The VM Jazzmaster - Some Thoughts

Discussion in 'Squier Offset Guitars' started by duceditor, Apr 9, 2018.

  1. duceditor

    duceditor Dr. Squier

    Age:
    71
    May 29, 2014
    The Monadnocks, NH USA
    As is so for many of us here, I toggle between what guitars I play most often. This one for a time gets a lot of my attention and time, then that one.

    Lately I've been on a P90 kick, and that has taken much, but not all, of my attention away from my VM Offsets -- the guitars that brought me here to S-T now about four years ago.

    Back then I had 'gone back to my roots' and was fully and wonderfully involved in rediscovering my early playing loves -- the music exemplified and made popular by the Ventures and then several so-called "surf bands."

    Going back to that music I bought a good Fender `57 reissue Strat, but then somehow heard about the VMs, and once I'd played the VM Jaguar and theVM Jazzmaster that Strat went onto the shelf until I several years back now sold it.

    I never lost my love for those guitars, or for the music I purchased them to make, but these last several days they -- and particularly the Jazzmaster -- have come front and center again.

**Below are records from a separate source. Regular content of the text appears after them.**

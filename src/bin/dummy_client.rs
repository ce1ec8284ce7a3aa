// SPDX-License-Identifier: AGPL-3.0-or-later
// Copyright (C) 2012-2025 Andrei Maltsev

//! Interactive test client: connects, echoes chat broadcasts to stdout,
//! and sends each line typed on stdin as a chat message. Reuses the
//! crate's own frame codec rather than re-deriving it.

use std::io::BufRead;

use anyhow::{Context, Result};
use serde::Deserialize;
use tokio::io::{AsyncReadExt, AsyncWriteExt};
use tokio::net::TcpStream;
use tokio::sync::mpsc;
use yiso_net::net::frame::{self, C2S_CHAT, HEADER_SIZE, PacketHeader, S2C_CHAT};

#[derive(Debug, Deserialize)]
struct ServerChat {
    session_id: u32,
    message: String,
}

#[tokio::main]
async fn main() -> Result<()> {
    let mut args = std::env::args().skip(1);
    let host = args.next().unwrap_or_else(|| "127.0.0.1".to_string());
    let port: u16 = args
        .next()
        .map(|p| p.parse())
        .transpose()
        .context("port argument is not a valid integer")?
        .unwrap_or(7777);

    let stream = TcpStream::connect((host.as_str(), port))
        .await
        .with_context(|| format!("failed to connect to {host}:{port}"))?;
    println!("[Client] Connected to {host}:{port}");
    println!("[Client] Type a message and press Enter:");

    let (mut read_half, mut write_half) = stream.into_split();
    let (line_tx, mut line_rx) = mpsc::unbounded_channel::<String>();

    let reader_task = tokio::spawn(async move {
        loop {
            let mut header_buf = [0u8; HEADER_SIZE];
            if read_half.read_exact(&mut header_buf).await.is_err() {
                eprintln!("[Client] connection closed");
                return;
            }
            let header = PacketHeader::decode(&header_buf);
            let mut body = vec![0u8; header.body_size() as usize];
            if read_half.read_exact(&mut body).await.is_err() {
                eprintln!("[Client] connection closed mid-frame");
                return;
            }
            if header.packet_type() != S2C_CHAT {
                continue;
            }
            match serde_json::from_slice::<ServerChat>(&body) {
                Ok(msg) => println!("[Session {}] {}", msg.session_id, msg.message),
                Err(e) => eprintln!("[Client] failed to decode broadcast: {e}"),
            }
        }
    });

    // stdin is blocking; read it on a dedicated thread and hand lines
    // over to the async writer through a channel.
    std::thread::spawn(move || {
        let stdin = std::io::stdin();
        for line in stdin.lock().lines() {
            let Ok(line) = line else { break };
            if line.is_empty() {
                continue;
            }
            if line_tx.send(line).is_err() {
                break;
            }
        }
    });

    let writer_task = tokio::spawn(async move {
        while let Some(line) = line_rx.recv().await {
            let frame = frame::encode(C2S_CHAT, line.as_bytes());
            if write_half.write_all(&frame).await.is_err() {
                return;
            }
        }
    });

    tokio::select! {
        _ = reader_task => {}
        _ = writer_task => {}
    }

    Ok(())
}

And oh, how I do love this guitar!

    This morning I decided to change the string type on that instrument. It hadn't had a string change in some months and of late I've become used to playing on light/medium-heavy strings (9-46), and that on a shorter scaled instrument (The Gibson Les Paul CM). The relatively heavy .11s I'd been playing on the long-scale Jazzmaster suddenly seemed stiff to me. (What part my aging hands have in this I don't want to even ask!) ;)

    Restring the Jazzy was, as always, a pleasure. Why, oh why, did Fender or anyone else ever choose to use any other tuning machine than these classic insert-the-string-down-the-spindle Fender-type tuners. Neat. Clean. Easy. Slip-free. And they never draw blood. I love 'em! :)

    But much more stood out to me as I slowly and patiently worked on the VM Jazzy this morning. Mostly the over and over again realization of what a truly beautifully crafted instrument this is.

    We've had a lot to say here (as on other forums) about paint type. Some for whatever reason (real or imagined -- no let's not go there!) hate poly finishes. Not me. I love them.

    My Jazzy -- gorgeous in its Sonic Blue paint -- after four years of often heavy playing and never having seen the inside of a case -- could literally, apart from some micro scratches on the pickguard, pass for brand new. There is not a single ding on it. And the color glows just as it did when it left the factory.

    The guitar's neck and fingerboard, too, have held up beautifully. A bit of fret wear -- just as one would reasonably expect on a guitar that has been played hard and often for four years -- yes. But other than that observable wear is zilch.

    The switches and controls are still perfect. No, maybe not as A/B smooth as those on a $2000 MIA Fender, but good. Really good. And still quiet and sure.

    The chrome, like the paint, could, with the exception of the bridge which looks tarnished in part from the dried loctite blue that was applied to it several years ago, looks, again, almost new. And fine. And shiny. And rich.

    The Jazzy's nut was never touched. Use of the trem unit had slightly loosened its grab on the .11s -- a bit tight from the day they were installed) but not so tight that a touch of Nut Sauce couldn't render them stick-free. But the new 9-46s seemed comfortable there. I think it'll be several more years at least before that nut needs any attention.

    Changing string type means changing neck tension. Looking for perfection as is my want I took a tool to the neck relief adjuster. It turned smoothly. A one-eigth C-C rotation, and then another, brought the relief right where I like it. (I will go back tomorrow and see if settling makes it require another tweak.)

    Amazingly intonation was still better than ballpark. No tools needed there. That courtesy of the rocking bridge which allows small across-the-board settings to be made tool free. (Who can say when it is exactly centered?) ;)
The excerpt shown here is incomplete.